EHR data were collected from 2 Kaiser Permanente regions: Kaiser Permanente Northwest (KPNW) and Kaiser Permanente Colorado (KPCO). KPNW serves over 620 000 members in Oregon and Southwest Washington; KPCO serves over 630 000 members in communities in Colorado. Both regions were members of the PORTAL Network, funded by the Patient-Centered Outcomes Research Institute (PCORI), and are represented in the PORTAL CRC cohort, a cohort of over 16 000 patients from 6 health care systems diagnosed with CRC between 2010 and 2014, identified through medical records. The PORTAL CRC project aim was to use this cohort’s EHR data to gain insight into the lifestyles and health concerns of CRC survivors and to identify risk factors for health outcomes within this population. PORTAL cohort data were extracted using shared programming modules. Additional EHR data from these participants was later extracted from each site’s EHR. This study was approved by the KPNW Institutional Review Board.

Population

Our study population comprised all PORTAL CRC cohort members who were members of KPNW and KPCO and met inclusion criteria (n = 1107). Members were included if they were between the ages of 18 and 70 at the time of a CRC diagnosis between January 1, 2010 and December 31, 2014, and were enrolled in the health plan at the time of diagnosis; those who had opted out of research participation were excluded. The data included both primary subscribers (insurance policyholders) and dependents, who were covered on the insurance of a primary subscriber.

EHR data fields

We accessed EHR data from several sources.
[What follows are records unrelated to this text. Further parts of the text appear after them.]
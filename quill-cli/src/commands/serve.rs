//! HTTP server command
//!
//! Creates the pool, registers entities and runs the API until shutdown.

use std::net::{IpAddr, SocketAddr};
use std::path::PathBuf;

use anyhow::{Context, Result};
use clap::Parser;
use quill_orm::Pool;
use quill_web::models::register_entities;
use quill_web::run_server;

use crate::config::{load_dotenv, AppConfig};

/// Arguments for the serve command
#[derive(Parser, Debug)]
pub struct ServeArgs {
    /// Config file (default: ~/.quill/config.toml)
    #[arg(long, short = 'c', env = "QUILL_CONFIG")]
    pub config: Option<PathBuf>,

    /// Interface to bind (overrides [server].bind_addr)
    #[arg(long)]
    pub host: Option<IpAddr>,

    /// Port to bind (overrides [server].bind_addr)
    #[arg(long, short = 'p')]
    pub port: Option<u16>,

    /// Allow permissive CORS (all origins) - use with caution
    #[arg(long)]
    pub cors_permissive: bool,
}

/// Run the HTTP server
pub async fn run_serve(args: ServeArgs) -> Result<()> {
    load_dotenv();
    let mut config = AppConfig::load(args.config.as_deref())?;

    let bind = config.server.bind_addr;
    config.server.bind_addr = SocketAddr::new(
        args.host.unwrap_or(bind.ip()),
        args.port.unwrap_or(bind.port()),
    );
    config.server.cors_permissive |= args.cors_permissive;

    config
        .database
        .validate()
        .context("Invalid [database] configuration")?;

    tracing::info!("Starting quill server on {}", config.server.bind_addr);

    let pool = Pool::create(&config.database)
        .await
        .context("Failed to create database pool")?;
    tracing::info!(dialect = ?pool.dialect(), "Database pool ready");

    register_entities().context("Failed to register entities")?;

    // Blocks until shutdown; closes the pool on the way out
    run_server(pool, config.server)
        .await
        .context("Server error")?;

    Ok(())
}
First, we retrieved PORTAL CRC cohort data from data sets that had been used in previous research and stored at each site, which included patient characteristics, tumor characteristics, and treatment details. We then extracted the additional employment and occupation data from each site’s EHR. These data included both patient-based data tables (tables that contain information about the patient such as demographics, marital status, etc.) based on data collected in clinical settings and insurance-based tables that contained information about patients’ insurance plans. For all patients, we attempted to extract employer through a structured variable, employer id, on a patient-based table, and to link it to the employer name in a data table in the EHR that contains information on employers associated with patients and contracts with the health system. However, at one site, the employer id field was missing in 97% of the records. The other site had a combination of missing and a value of Other with no additional information in 95% of records. As data were available of less than 5% of the cohort, we opted not to further explore these data. To determine employment status and occupation for as many patients as possible, we examined structured employment status data and 3 open-text occupation fields from the patient-based tables (employer ID, occupation, and occupation comment), as well as health plan subscriber status and group. To health care providers, the structured employment and open-text employer and occupation fields appear in a pop-up box if a link is clicked in the demographics section at patient registration or check-in. These are not required fields for registration or check-in. Figures 1 and 2 provide an overview of how each of these data fields was used in our analysis.
Figure 1.

Flow diagram for categorization of employment status.

Figure 2.

Flow diagram for categorization of employment industry.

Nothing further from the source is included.